Al margen de lo personal, habrá que preguntarse quiénes somos como sociedad. Y si a través de lo que entendemos por democracia podremos ser agentes del cambio. Esta posibilidad está comprometida en el Reino Unido. En respuesta a evidentes apremios, se les han entregado las llaves del portón de la cordura a narcisistas que en nombre de lo supuestamente popular promueven el enriquecimiento de pocos y la desestabilización de muchos. Este proceso ya está en curso hace tiempo. Con el Brexit ha entrado en una etapa impredecible, peligrosa y de duración incierta. En una democracia que se dice representativa no solo se debe reclamar un cambio de actitud por parte del gobierno. Algo indica que la miopía es compartida entre votantes y votados.

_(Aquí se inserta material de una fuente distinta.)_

//! Custom language models trained on caller-supplied text corpora.

mod requests;
mod types;

pub use requests::{
    CreateLanguageModelRequest, CreateLanguageModelResponse, DeleteLanguageModelRequest,
    DescribeLanguageModelRequest, DescribeLanguageModelResponse, ListLanguageModelsRequest,
    ListLanguageModelsResponse,
};
pub use types::{InputDataConfig, LanguageModel};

El gobierno cuenta, supuestamente, con alguna de la gente más brillante de este país. Pero la arrogancia y la torpeza de sus respuestas ante esta crisis invitan a pensar que existe un casting inadecuado y una sobrevaluación de la inteligencia académica y la retórica a expensas del pragmatismo y la equidad social. Desde la educación y el reposicionamiento de las Humanidades -que nada tienen que ver con esa inteligencia académica y esa retórica- se puede contribuir a pensar y así a encontrar posibles opciones y soluciones para aquello que rebaja el sentido de nuestra existencia. El Estado-mercado, con su sacralización de las finanzas y su explícita devaluación de la educación, se dedica a potenciar la gravedad de lo que nos sucede. La capacidad crítica ha sido relegada y la tecnocracia ha sido elevada. Hoy no se piensa, se calcula.

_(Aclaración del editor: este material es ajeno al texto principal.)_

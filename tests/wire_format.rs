//! Wire-shape tests across the model surface: PascalCase names, closed enum
//! spellings, epoch-second timestamps, and omission of unset fields.

use serde_json::json;
use std::collections::HashMap;
use transcribe_lib_rust::analytics::{CallAnalyticsJobSettings, StartCallAnalyticsJobRequest};
use transcribe_lib_rust::jobs::{
    GetTranscriptionJobResponse, LanguageIdSettings, ListTranscriptionJobsResponse, Settings,
    StartTranscriptionJobRequest, Subtitles,
};
use transcribe_lib_rust::medical::MedicalTranscriptionJob;
use transcribe_lib_rust::scribe::GetMedicalScribeJobResponse;
use transcribe_lib_rust::types::{
    ContentRedaction, LanguageCode, Media, MediaFormat, PiiEntityType, RedactionOutput,
    RedactionType, SubtitleFormat, Tag, TranscriptionJobStatus, VocabularyFilterMethod,
};

#[test]
fn start_request_serializes_every_set_field_once() {
    let request = StartTranscriptionJobRequest::new(
        "meeting-2024.05",
        Media::from_uri("s3://recordings/meeting.wav"),
    )
    .with_language_code(LanguageCode::EnUs)
    .with_media_format(MediaFormat::Wav)
    .with_media_sample_rate_hertz(44_100)
    .with_settings(Settings {
        vocabulary_name: Some("street-names".into()),
        show_speaker_labels: Some(true),
        max_speaker_labels: Some(4),
        vocabulary_filter_name: Some("profanity".into()),
        vocabulary_filter_method: Some(VocabularyFilterMethod::Mask),
        ..Default::default()
    })
    .with_content_redaction(
        ContentRedaction::new(RedactionType::Pii, RedactionOutput::RedactedAndUnredacted)
            .with_pii_entity_types(vec![PiiEntityType::Ssn]),
    )
    .with_subtitles(Subtitles {
        formats: Some(vec![SubtitleFormat::Vtt, SubtitleFormat::Srt]),
        output_start_index: Some(1),
    })
    .with_tags(vec![Tag::new("team", "support")]);

    let payload = serde_json::to_value(&request).unwrap();
    let object = payload.as_object().unwrap();

    // A JSON object cannot hold a duplicate key, so presence plus the exact
    // expected key count shows each set field appears exactly once.
    let expected = [
        "TranscriptionJobName",
        "LanguageCode",
        "MediaSampleRateHertz",
        "MediaFormat",
        "Media",
        "Settings",
        "ContentRedaction",
        "Subtitles",
        "Tags",
    ];
    assert_eq!(object.len(), expected.len());
    for key in expected {
        assert!(object.contains_key(key), "missing {key}");
    }

    assert_eq!(payload["Settings"]["VocabularyFilterMethod"], "mask");
    assert_eq!(payload["ContentRedaction"]["RedactionOutput"], "redacted_and_unredacted");
    assert_eq!(payload["Subtitles"]["Formats"], json!(["vtt", "srt"]));
}

#[test]
fn get_response_decodes_a_realistic_service_answer() {
    let body = json!({
        "TranscriptionJob": {
            "TranscriptionJobName": "meeting-2024.05",
            "TranscriptionJobStatus": "COMPLETED",
            "LanguageCode": "en-US",
            "MediaSampleRateHertz": 44100,
            "MediaFormat": "wav",
            "Media": { "MediaFileUri": "s3://recordings/meeting.wav" },
            "Transcript": { "TranscriptFileUri": "s3://out/meeting-2024.05.json" },
            "CreationTime": 1_651_000_000,
            "StartTime": 1_651_000_002,
            "CompletionTime": 1_651_000_090,
            "Settings": {
                "ShowSpeakerLabels": true,
                "MaxSpeakerLabels": 4
            },
            "IdentifyLanguage": true,
            "IdentifiedLanguageScore": 0.9712,
            "Tags": [ { "Key": "team", "Value": "support" } ]
        }
    });

    let response: GetTranscriptionJobResponse = serde_json::from_value(body).unwrap();
    let job = response.transcription_job.unwrap();
    assert_eq!(job.transcription_job_status, Some(TranscriptionJobStatus::Completed));
    assert_eq!(job.media_format, Some(MediaFormat::Wav));
    assert_eq!(job.settings.unwrap().max_speaker_labels, Some(4));
    assert!(job.identified_language_score.unwrap() > 0.97);
    assert_eq!(
        job.completion_time.unwrap().timestamp() - job.start_time.unwrap().timestamp(),
        88
    );
    assert_eq!(job.tags.unwrap()[0], Tag::new("team", "support"));
}

#[test]
fn list_response_tolerates_missing_collections() {
    // A page with no summaries at all still decodes.
    let response: ListTranscriptionJobsResponse = serde_json::from_value(json!({
        "Status": "QUEUED"
    }))
    .unwrap();
    assert_eq!(response.status, Some(TranscriptionJobStatus::Queued));
    assert!(response.transcription_job_summaries.is_none());
    assert!(response.next_token.is_none());
}

#[test]
fn unknown_enum_values_fail_loudly() {
    let result: Result<GetTranscriptionJobResponse, _> = serde_json::from_value(json!({
        "TranscriptionJob": { "TranscriptionJobStatus": "ARCHIVED" }
    }));
    assert!(result.is_err());
}

#[test]
fn medical_job_round_trips_with_the_renamed_type_field() {
    let body = json!({
        "MedicalTranscriptionJobName": "visit-42",
        "TranscriptionJobStatus": "QUEUED",
        "LanguageCode": "en-US",
        "Specialty": "PRIMARYCARE",
        "Type": "CONVERSATION",
        "ContentIdentificationType": "PHI"
    });
    let job: MedicalTranscriptionJob = serde_json::from_value(body.clone()).unwrap();
    assert_eq!(serde_json::to_value(&job).unwrap(), body);
}

#[test]
fn scribe_response_decodes_output_and_channels() {
    let response: GetMedicalScribeJobResponse = serde_json::from_value(json!({
        "MedicalScribeJob": {
            "MedicalScribeJobName": "consult-7",
            "MedicalScribeJobStatus": "COMPLETED",
            "LanguageCode": "en-US",
            "MedicalScribeOutput": {
                "TranscriptFileUri": "s3://clinic/consult-7/transcript.json",
                "ClinicalDocumentUri": "s3://clinic/consult-7/note.json"
            },
            "ChannelDefinitions": [
                { "ChannelId": 0, "ParticipantRole": "CLINICIAN" },
                { "ChannelId": 1, "ParticipantRole": "PATIENT" }
            ]
        }
    }))
    .unwrap();

    let job = response.medical_scribe_job.unwrap();
    let output = job.medical_scribe_output.unwrap();
    assert!(output.clinical_document_uri.unwrap().ends_with("note.json"));
    assert_eq!(job.channel_definitions.unwrap().len(), 2);
}

#[test]
fn analytics_settings_serialize_language_id_map_keys_as_codes() {
    let request = StartCallAnalyticsJobRequest::new("call-311", Media::from_uri("s3://cc/call.wav"))
        .with_settings(CallAnalyticsJobSettings {
            language_options: Some(vec![LanguageCode::EnUs, LanguageCode::EsUs]),
            language_id_settings: Some(HashMap::from([(
                LanguageCode::EsUs,
                LanguageIdSettings {
                    vocabulary_name: Some("es-terms".into()),
                    ..Default::default()
                },
            )])),
            ..Default::default()
        });

    let payload = serde_json::to_value(&request).unwrap();
    assert_eq!(
        payload["Settings"]["LanguageIdSettings"]["es-US"]["VocabularyName"],
        "es-terms"
    );
}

Para salir del cerco, el gobierno tomará decisiones basadas en evidencia científica. Pero esa evidencia no pertenece a una ciencia unánime e inequívoca, como esta crisis lo ha demostrado. Esas decisiones estarán primordialmente sustentadas por una moral política particular que no proviene de la investigación y la racionalidad. Esa moral insiste en calificar como un éxito a este escándalo en la salud pública que ya ocasionó más de 40.000 muertos. ¿Qué cabe entender entonces por fracaso? La prensa que expone sin atenuantes lo que sucede y pregunta es acusada de mentir. La crítica es descalificada: se la considera antipatriótica.
Cuando el Covid-19 sea doblegado, estos pájaros, este aire, este silencio -estos intrusos, en suma- volverán a ser doblegados. Así, el Reino Unido se encaminará hacia el Brexit mientras el clima reflejará, una vez más, nuestra irracionalidad. ¿Se seguirá insistiendo que estamos todos juntos en esto?